エリートなあなたとの密約
「で、俺はどうなるの?」
じつに淡々と、でもどこか呆れたような声色を響かせた彼。
「もちろんレディを泣かせる情けない男には鉄拳あるのみ。ねえ、あなた?」
「あ…、ああ。頑張りなさい、……ふたりとも」
歯科医師をしているお義父さんは、奥さまであるソフィアさんの言葉にタジタジ。
「は、はぁ」と、その妙なアドバイスにただ頷くしかない私と修平。
すると、そこで新幹線が駅に到着してしまう。楽しいときは本当にあっという間だ。
笑顔のご両親の見送りを受けて、私たちは荷物とともにグリーン車に乗り込む。
私が窓側、彼が通路側に並んで指定の席に座る。そして、窓越しのソフィアさんたちに対して笑顔で手を振った。

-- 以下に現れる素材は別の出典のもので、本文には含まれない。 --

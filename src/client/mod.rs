//! Client session.
//!
//! A [`Session`] is a logged-in user's handle on the grid: job submission,
//! job queries, kill, and the admin switches its profile allows. Progress of
//! jobs started with [`Session::run_job`] arrives over the bus on a
//! per-connection notification topic.

use std::sync::Arc;

use tokio::sync::mpsc;

use crate::autoscaler::{AutoScaler, AutoScalerJson};
use crate::bus::topic::{job_notification_topic, DISPATCHER_STATE_TOPIC};
use crate::bus::{BusConnection, ConnectionInfo, GridMessage, MessageBus, Subscription};
use crate::db::JobDatabase;
use crate::dispatcher::{DispControl, Dispatcher, DispatcherJson};
use crate::error::{GridError, Result};
use crate::scheduler::job::{JobInfo, JobProgress, TaskResultItem};
use crate::scheduler::{JobId, JobSubmission, NodeItem};
use crate::user::GridUser;

#[derive(Debug, Clone, PartialEq, Eq)]
pub enum GridJobEvent {
    Submitted(JobId),
    StatusChanged(JobProgress),
    /// Final progress; the job is FINISHED or ABORTED
    Done(JobProgress),
    Error(String),
}

/// A job submitted through [`Session::run_job`], with its event stream.
#[derive(Debug)]
pub struct GridJob {
    job_id: JobId,
    events: mpsc::UnboundedReceiver<GridJobEvent>,
}

impl GridJob {
    pub fn job_id(&self) -> JobId {
        self.job_id
    }

    pub async fn next_event(&mut self) -> Option<GridJobEvent> {
        self.events.recv().await
    }

    /// Wait for the job to finish and return its final progress
    pub async fn wait(mut self) -> Result<JobProgress> {
        while let Some(event) = self.next_event().await {
            match event {
                GridJobEvent::Done(progress) => return Ok(progress),
                GridJobEvent::Error(e) => return Err(GridError::Bus(e)),
                GridJobEvent::Submitted(_) | GridJobEvent::StatusChanged(_) => {}
            }
        }
        Err(GridError::Bus(format!(
            "event stream of job {} ended",
            self.job_id
        )))
    }
}

/// Messages broadcast on the dispatcher-state topic. Closes its bus
/// connection when dropped.
pub struct DispatcherStateWatch {
    conn: BusConnection,
    sub: Subscription,
}

impl DispatcherStateWatch {
    pub async fn recv(&mut self) -> Option<GridMessage> {
        self.sub.recv().await.map(|m| m.body)
    }
}

impl Drop for DispatcherStateWatch {
    fn drop(&mut self) {
        self.conn.disconnect();
    }
}

pub struct Session {
    dispatcher: Arc<Dispatcher>,
    bus: MessageBus,
    user: GridUser,
    autoscaler: Option<Arc<dyn AutoScaler>>,
}

impl Session {
    pub fn new(dispatcher: Arc<Dispatcher>, bus: MessageBus, user: GridUser) -> Self {
        Self {
            dispatcher,
            bus,
            user,
            autoscaler: None,
        }
    }

    /// Open a session for a user known to the job database
    pub async fn login(
        dispatcher: Arc<Dispatcher>,
        bus: MessageBus,
        db: &dyn JobDatabase,
        user_id: &str,
        user_name: &str,
    ) -> Result<Self> {
        let profile = db.get_user_profile(user_id).await?;
        tracing::info!(user_id, user_name, profile = %profile.name, "Session opened");
        Ok(Self::new(
            dispatcher,
            bus,
            GridUser::new(user_id, user_name, profile),
        ))
    }

    pub fn with_autoscaler(mut self, autoscaler: Arc<dyn AutoScaler>) -> Self {
        self.autoscaler = Some(autoscaler);
        self
    }

    pub fn user(&self) -> &GridUser {
        &self.user
    }

    pub async fn submit_job(&self, submission: JobSubmission) -> Result<JobId> {
        self.dispatcher.submit_job(&self.user, submission, None).await
    }

    pub async fn resubmit_job(&self, old_job_id: JobId, failed_tasks_only: bool) -> Result<JobId> {
        self.dispatcher
            .resubmit_job(&self.user, old_job_id, failed_tasks_only, None)
            .await
    }

    /// Submit a job and follow its progress until it is done
    pub async fn run_job(&self, submission: JobSubmission) -> Result<GridJob> {
        let conn = self.bus.connect();
        let result = self.submit_tracked(&conn, submission).await;
        let (job_id, sub) = match result {
            Ok(ok) => ok,
            Err(e) => {
                conn.disconnect();
                return Err(e);
            }
        };

        let (tx, events) = mpsc::unbounded_channel();
        let _ = tx.send(GridJobEvent::Submitted(job_id));
        tokio::spawn(track_job(conn, sub, job_id, tx));
        Ok(GridJob { job_id, events })
    }

    async fn submit_tracked(
        &self,
        conn: &BusConnection,
        submission: JobSubmission,
    ) -> Result<(JobId, Subscription)> {
        // Subscribe first so no notification can be missed
        let sub = conn.subscribe(&job_notification_topic(conn.id()))?;
        let job_id = self
            .dispatcher
            .submit_job(&self.user, submission, Some(conn.id().to_string()))
            .await?;
        Ok((job_id, sub))
    }

    pub async fn get_job_info(&self, job_id: JobId) -> Result<JobInfo> {
        self.dispatcher.get_job_info(job_id).await
    }

    pub async fn get_job_result(&self, job_id: JobId) -> Result<Vec<TaskResultItem>> {
        self.dispatcher.get_job_result(job_id).await
    }

    pub async fn list_jobs(&self) -> Vec<JobInfo> {
        self.dispatcher.list_jobs().await
    }

    pub async fn kill_job(&self, job_id: JobId) -> Result<()> {
        self.dispatcher.kill_job(&self.user, job_id).await
    }

    pub async fn get_dispatcher_json(&self) -> DispatcherJson {
        self.dispatcher.get_json().await
    }

    pub fn get_connections(&self) -> Vec<ConnectionInfo> {
        self.dispatcher.list_connections()
    }

    pub fn subscribe_dispatcher_state(&self) -> Result<DispatcherStateWatch> {
        let conn = self.bus.connect();
        match conn.subscribe(DISPATCHER_STATE_TOPIC) {
            Ok(sub) => Ok(DispatcherStateWatch { conn, sub }),
            Err(e) => {
                conn.disconnect();
                Err(e)
            }
        }
    }

    fn require(&self, allowed: bool, action: &str) -> Result<()> {
        if allowed {
            Ok(())
        } else {
            Err(GridError::NotAuthorized(format!(
                "user {} may not {}",
                self.user.user_name, action
            )))
        }
    }

    pub async fn set_dispatching_enabled(&self, enabled: bool) -> Result<DispControl> {
        self.require(
            self.user.profile.can_start_stop_dispatching,
            "start or stop dispatching",
        )?;
        Ok(self.dispatcher.set_dispatching_enabled(enabled).await)
    }

    pub async fn set_queue_opened(&self, open: bool) -> Result<DispControl> {
        self.require(self.user.profile.can_open_close_queue, "open or close the queue")?;
        Ok(self.dispatcher.set_queue_opened(open).await)
    }

    pub async fn set_node_enabled(&self, node_id: &str, enabled: bool) -> Result<NodeItem> {
        self.require(
            self.user.profile.can_enable_disable_node,
            "enable or disable nodes",
        )?;
        self.dispatcher.set_node_enabled(node_id, enabled).await
    }

    fn autoscaler(&self) -> Result<&Arc<dyn AutoScaler>> {
        self.autoscaler
            .as_ref()
            .ok_or_else(|| GridError::Config("no auto-scaler attached".to_string()))
    }

    pub fn get_autoscaler_json(&self) -> Result<AutoScalerJson> {
        Ok(self.autoscaler()?.to_json())
    }

    pub fn set_autoscaler_enabled(&self, enabled: bool) -> Result<AutoScalerJson> {
        self.require(
            self.user.profile.can_change_autoscaler_settings,
            "change auto-scaler settings",
        )?;
        let autoscaler = self.autoscaler()?;
        if enabled {
            autoscaler.enable();
        } else {
            autoscaler.disable();
        }
        Ok(autoscaler.to_json())
    }

    pub fn launch_new_workers(&self, count: usize) -> Result<Vec<String>> {
        self.require(
            self.user.profile.can_change_autoscaler_settings,
            "launch workers",
        )?;
        self.autoscaler()?.launch_new_workers(count)
    }
}

async fn track_job(
    conn: BusConnection,
    mut sub: Subscription,
    job_id: JobId,
    tx: mpsc::UnboundedSender<GridJobEvent>,
) {
    while let Some(msg) = sub.recv().await {
        let GridMessage::StatusChanged(progress) = msg.body else {
            continue;
        };
        if progress.job_id != job_id {
            continue;
        }
        if progress.status.is_terminal() {
            tracing::debug!(job_id = %job_id, status = %progress.status, "Tracked job done");
            let _ = tx.send(GridJobEvent::Done(progress));
            conn.disconnect();
            return;
        }
        if tx.send(GridJobEvent::StatusChanged(progress)).is_err() {
            // Caller dropped the job handle
            break;
        }
    }
    if conn.is_connected() {
        conn.disconnect();
    } else {
        let _ = tx.send(GridJobEvent::Error(format!(
            "notification connection for job {} lost",
            job_id
        )));
    }
}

プルルルル、とそこで無情にも鳴り響く発車を告げるベル音。
最後にふたりで小さく頭を下げると、窓の向こうのふたりは柔らかい顔をしていた。
そして静かに動き始めた車体は、大好きな名古屋から私たちを引き離していく。
「あーあ、水族館行きたかったなぁ」
素早い速度で流れていく景色を、がっくりしながら見つめる私。
仕事上、日帰り出張などで名古屋は幾度となく訪れてはいる。けれど、プライベートでは数えられるほどだから惜しくて仕方ない。
「時間なくてごめんな」
「ううん!違うよ!私だって朝イチ会議だもん。お互い様だよ」
大きく頭を振りながら笑いつつ、心の中で子供じみた発言をしたと反省する。